#### RECORDS TO PROCESS
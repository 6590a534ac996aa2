use async_trait::async_trait;
use lectern::resource::{
    BufferingResource, ByteRange, BytesResource, FailureResource, FallbackResource, FileResource,
    LazyResource, Resource, ResourceError, ResourceExt, ResourceResult, TransformingResource,
};
use proptest::prelude::*;
use std::sync::Arc;
use std::sync::atomic::{AtomicUsize, Ordering};

/// Counts the physical reads of a wrapped in-memory resource.
struct CountingResource {
    inner: BytesResource,
    reads: Arc<AtomicUsize>,
}

impl CountingResource {
    fn new(data: Vec<u8>) -> (Self, Arc<AtomicUsize>) {
        let reads = Arc::new(AtomicUsize::new(0));
        let resource = Self {
            inner: BytesResource::new(data),
            reads: Arc::clone(&reads),
        };
        (resource, reads)
    }
}

#[async_trait]
impl Resource for CountingResource {
    async fn length(&mut self) -> ResourceResult<u64> {
        self.inner.length().await
    }

    async fn read(&mut self, range: Option<ByteRange>) -> ResourceResult<Vec<u8>> {
        self.reads.fetch_add(1, Ordering::SeqCst);
        self.inner.read(range).await
    }
}

fn data(length: usize) -> Vec<u8> {
    (0..length).map(|i| (i % 251) as u8).collect()
}

fn runtime() -> tokio::runtime::Runtime {
    tokio::runtime::Builder::new_current_thread()
        .build()
        .unwrap()
}

#[tokio::test]
async fn test_out_of_range_reads_are_empty() {
    let dir = tempfile::tempdir().unwrap();
    let path = dir.path().join("c1.xhtml");
    std::fs::write(&path, data(100)).unwrap();

    let resources: Vec<Box<dyn Resource>> = vec![
        Box::new(BytesResource::new(data(100))),
        Box::new(FileResource::new(&path)),
        Box::new(BufferingResource::new(BytesResource::new(data(100))).chunk_size(16)),
        Box::new(TransformingResource::new(BytesResource::new(data(100)), Ok)),
    ];

    for mut resource in resources {
        assert_eq!(100, resource.length().await.unwrap());
        assert!(resource.read(Some(100..200)).await.unwrap().is_empty());
        assert!(resource.read(Some(500..501)).await.unwrap().is_empty());
        assert!(resource.read(Some(60..40)).await.unwrap().is_empty());
        assert_eq!(&data(100)[90..], resource.read(Some(90..1000)).await.unwrap());
        resource.close().await;
    }
}

#[tokio::test]
async fn test_file_resource() {
    let dir = tempfile::tempdir().unwrap();
    let path = dir.path().join("style.css");
    std::fs::write(&path, "p { margin: 0 }").unwrap();

    let mut resource = FileResource::new(&path);
    assert_eq!(Some(path.to_str().unwrap()), resource.source());
    assert_eq!(Some("style.css".to_owned()), resource.name().await.unwrap());
    assert_eq!(Some(lectern::MediaType::CSS), resource.media_type().await.unwrap());
    assert_eq!(b"margin", resource.read(Some(4..10)).await.unwrap().as_slice());
    assert_eq!("p { margin: 0 }", resource.read_to_string().await.unwrap());

    resource.close().await;
    resource.close().await;

    let mut missing = FileResource::new(dir.path().join("missing.css"));
    assert!(matches!(missing.read(None).await, Err(ResourceError::NotFound(_))));
}

#[tokio::test]
async fn test_file_resource_from_open_handle() {
    let dir = tempfile::tempdir().unwrap();
    let path = dir.path().join("c1.xhtml");
    std::fs::write(&path, data(5_000)).unwrap();

    let file = tokio::fs::File::open(&path).await.unwrap();
    // Reads go through the handle, which outlives the directory entry on unix
    #[cfg(unix)]
    std::fs::remove_file(&path).unwrap();

    let mut resource = FileResource::from_file(&path, file);
    assert_eq!(Some(path.to_str().unwrap()), resource.source());
    assert_eq!(Some(lectern::MediaType::XHTML), resource.media_type().await.unwrap());
    assert_eq!(5_000, resource.length().await.unwrap());
    assert_eq!(&data(5_000)[4_000..4_100], resource.read(Some(4_000..4_100)).await.unwrap());
    assert_eq!(&data(5_000)[10..20], resource.read(Some(10..20)).await.unwrap());
    assert_eq!(data(5_000), resource.read(None).await.unwrap());
    assert!(resource.read(Some(5_000..6_000)).await.unwrap().is_empty());
}

#[tokio::test]
async fn test_buffering_sequential_reads() {
    let expected = data(20_000);
    let (inner, reads) = CountingResource::new(expected.clone());
    let mut resource = BufferingResource::new(inner).with_length(20_000);

    // Forward reads within the first chunk cost a single physical read
    for start in (0..8000).step_by(100) {
        let bytes = resource.read(Some(start..start + 100)).await.unwrap();
        assert_eq!(&expected[start as usize..start as usize + 100], bytes);
    }
    assert_eq!(1, reads.load(Ordering::SeqCst));

    // Crossing the chunk boundary only reads the missing suffix
    let bytes = resource.read(Some(8000..8300)).await.unwrap();
    assert_eq!(&expected[8000..8300], bytes);
    assert_eq!(2, reads.load(Ordering::SeqCst));

    // Full reads bypass the buffer
    assert_eq!(expected, resource.read(None).await.unwrap());
    assert_eq!(3, reads.load(Ordering::SeqCst));
}

#[tokio::test]
async fn test_fallback_single_attempt() {
    let invocations = Arc::new(AtomicUsize::new(0));
    let counter = Arc::clone(&invocations);

    let primary = FailureResource::new(ResourceError::not_found("primary"));
    let mut resource = FallbackResource::new(primary, move |error| {
        counter.fetch_add(1, Ordering::SeqCst);
        assert!(matches!(error, ResourceError::NotFound(_)));
        Some(Box::new(FailureResource::new(ResourceError::forbidden("fallback"))))
    });

    // The fallback error is reported, not the primary one
    assert!(matches!(resource.read(None).await, Err(ResourceError::Forbidden(_))));
    assert!(matches!(resource.length().await, Err(ResourceError::Forbidden(_))));
    assert!(resource.is_fallen_back());
    assert_eq!(1, invocations.load(Ordering::SeqCst));
}

#[tokio::test]
async fn test_fallback() {
    let mut untouched = FallbackResource::new(BytesResource::new("primary"), |_| {
        panic!("the primary resource does not fail")
    });
    assert_eq!("primary", untouched.read_to_string().await.unwrap());
    assert!(!untouched.is_fallen_back());

    let mut recovered = FailureResource::new(ResourceError::Offline)
        .fallback(|_| Some(Box::new(BytesResource::new("cached"))));
    assert_eq!(b"ach", recovered.read(Some(1..4)).await.unwrap().as_slice());
    assert!(recovered.is_fallen_back());

    let mut unrecoverable = FallbackResource::new(
        FailureResource::new(ResourceError::not_found("primary")),
        |_| None,
    );
    assert!(matches!(unrecoverable.read(None).await, Err(ResourceError::NotFound(_))));
    assert!(!unrecoverable.is_fallen_back());
}

#[tokio::test]
async fn test_lazy_resource() {
    let created = Arc::new(AtomicUsize::new(0));
    let counter = Arc::clone(&created);

    let mut resource = LazyResource::new(move || async move {
        counter.fetch_add(1, Ordering::SeqCst);
        Box::new(BytesResource::new("lazy")) as Box<dyn Resource>
    });

    // Closing an unused resource does not create it
    resource.close().await;
    assert_eq!(0, created.load(Ordering::SeqCst));

    let mut resource = LazyResource::new(|| async {
        Box::new(BytesResource::new("lazy")) as Box<dyn Resource>
    });
    assert_eq!(4, resource.length().await.unwrap());
    assert_eq!("lazy", resource.read_to_string().await.unwrap());
    assert!(resource.is_initialized());
}

#[tokio::test]
async fn test_transforming_resource() {
    let transforms = Arc::new(AtomicUsize::new(0));
    let counter = Arc::clone(&transforms);
    let uppercase = move |bytes: Vec<u8>| -> ResourceResult<Vec<u8>> {
        counter.fetch_add(1, Ordering::SeqCst);
        Ok(bytes.to_ascii_uppercase())
    };

    let mut resource = BytesResource::new("chapter").transform(uppercase.clone());
    assert_eq!(b"HAP", resource.read(Some(1..4)).await.unwrap().as_slice());
    assert_eq!(7, resource.length().await.unwrap());
    assert_eq!("CHAPTER", resource.read_to_string().await.unwrap());
    assert_eq!(1, transforms.load(Ordering::SeqCst));

    let mut uncached =
        TransformingResource::new(BytesResource::new("chapter"), uppercase).cache_bytes(false);
    uncached.read(Some(0..1)).await.unwrap();
    uncached.read(Some(1..2)).await.unwrap();
    assert_eq!(3, transforms.load(Ordering::SeqCst));

    let mut failing = BytesResource::new("chapter")
        .transform(|_| Err(ResourceError::other("cannot decrypt")));
    assert!(matches!(failing.read(None).await, Err(ResourceError::Other(_))));
    assert_eq!(None, failing.source());
}

#[tokio::test]
async fn test_synchronized_resource() {
    let resource = BytesResource::new(data(1000)).synchronized();

    let tasks = (0..10u64)
        .map(|i| {
            let mut resource = resource.clone();
            tokio::spawn(async move { resource.read(Some(i * 100..(i + 1) * 100)).await })
        })
        .collect::<Vec<_>>();

    let mut content = Vec::new();
    for task in tasks {
        content.extend(task.await.unwrap().unwrap());
    }
    assert_eq!(data(1000), content);
}

#[tokio::test]
async fn test_read_to_string() {
    let mut utf16 = BytesResource::new(b"\xFF\xFEh\x00i\x00".to_vec());
    assert_eq!("hi", utf16.read_to_string().await.unwrap());

    let mut bom = BytesResource::new(b"\xEF\xBB\xBFhi".to_vec());
    assert_eq!("hi", bom.read_to_string().await.unwrap());

    let mut invalid = BytesResource::new(vec![0xC3, 0x28]);
    assert!(matches!(invalid.read_to_string().await, Err(ResourceError::Other(_))));
}

proptest! {
    #[test]
    fn test_buffering_transparency(
        length in 0usize..5000,
        chunk_size in 1u64..600,
        steps in prop::collection::vec((0u64..300, 0u64..400), 1..40),
    ) {
        let expected = data(length);
        let results = runtime().block_on(async {
            let mut direct = BytesResource::new(expected.clone());
            let mut buffered = BufferingResource::new(BytesResource::new(expected.clone()))
                .chunk_size(chunk_size);

            let mut start = 0;
            let mut results = Vec::new();
            for (gap, size) in steps {
                start += gap;
                let range = start..start + size;
                results.push((
                    direct.read(Some(range.clone())).await.unwrap(),
                    buffered.read(Some(range)).await.unwrap(),
                ));
                start += size;
            }
            results
        });

        for (direct, buffered) in results {
            prop_assert_eq!(direct, buffered);
        }
    }
}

#### ASSIGNED TASK
Read through the records above and copy the lines that contain "transforms".

#### WRITTEN RESPONSE
    let transforms = Arc::new(AtomicUsize::new(0));
    let counter = Arc::clone(&transforms);
    assert_eq!(1, transforms.load(Ordering::SeqCst));
    assert_eq!(3, transforms.load(Ordering::SeqCst));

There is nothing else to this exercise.